**PROBLEM TO WORK ON**
What lines in the material hold the string "engine"? Return every one of them.

**DATA UNDER STUDY**
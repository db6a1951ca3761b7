use axum::extract::{Query, State};
use axum::Json;
use serde::Deserialize;
use std::sync::Arc;

use voxmail_shared::errors::AppResult;
use voxmail_shared::middleware::BearerToken;
use voxmail_shared::types::{ApiResponse, PaginationParams};

use crate::models::{Message, MessageRole};
use crate::AppState;

#[derive(Debug, Deserialize)]
pub struct AppendMessageRequest {
    pub role: MessageRole,
    pub content: String,
    #[serde(default)]
    pub analysis: Option<serde_json::Value>,
}

pub async fn list_messages(
    BearerToken(token): BearerToken,
    State(state): State<Arc<AppState>>,
    Query(params): Query<PaginationParams>,
) -> AppResult<Json<ApiResponse<Vec<Message>>>> {
    Ok(Json(ApiResponse::ok(state.engine.messages(&token, params)?)))
}

pub async fn append_message(
    BearerToken(token): BearerToken,
    State(state): State<Arc<AppState>>,
    Json(req): Json<AppendMessageRequest>,
) -> AppResult<Json<ApiResponse<Message>>> {
    let message = state
        .engine
        .append_message(&token, req.role, &req.content, req.analysis)?;
    Ok(Json(ApiResponse::ok(message)))
}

**RESULT OF THE TASK**
    Ok(Json(ApiResponse::ok(state.engine.messages(&token, params)?)))
        .engine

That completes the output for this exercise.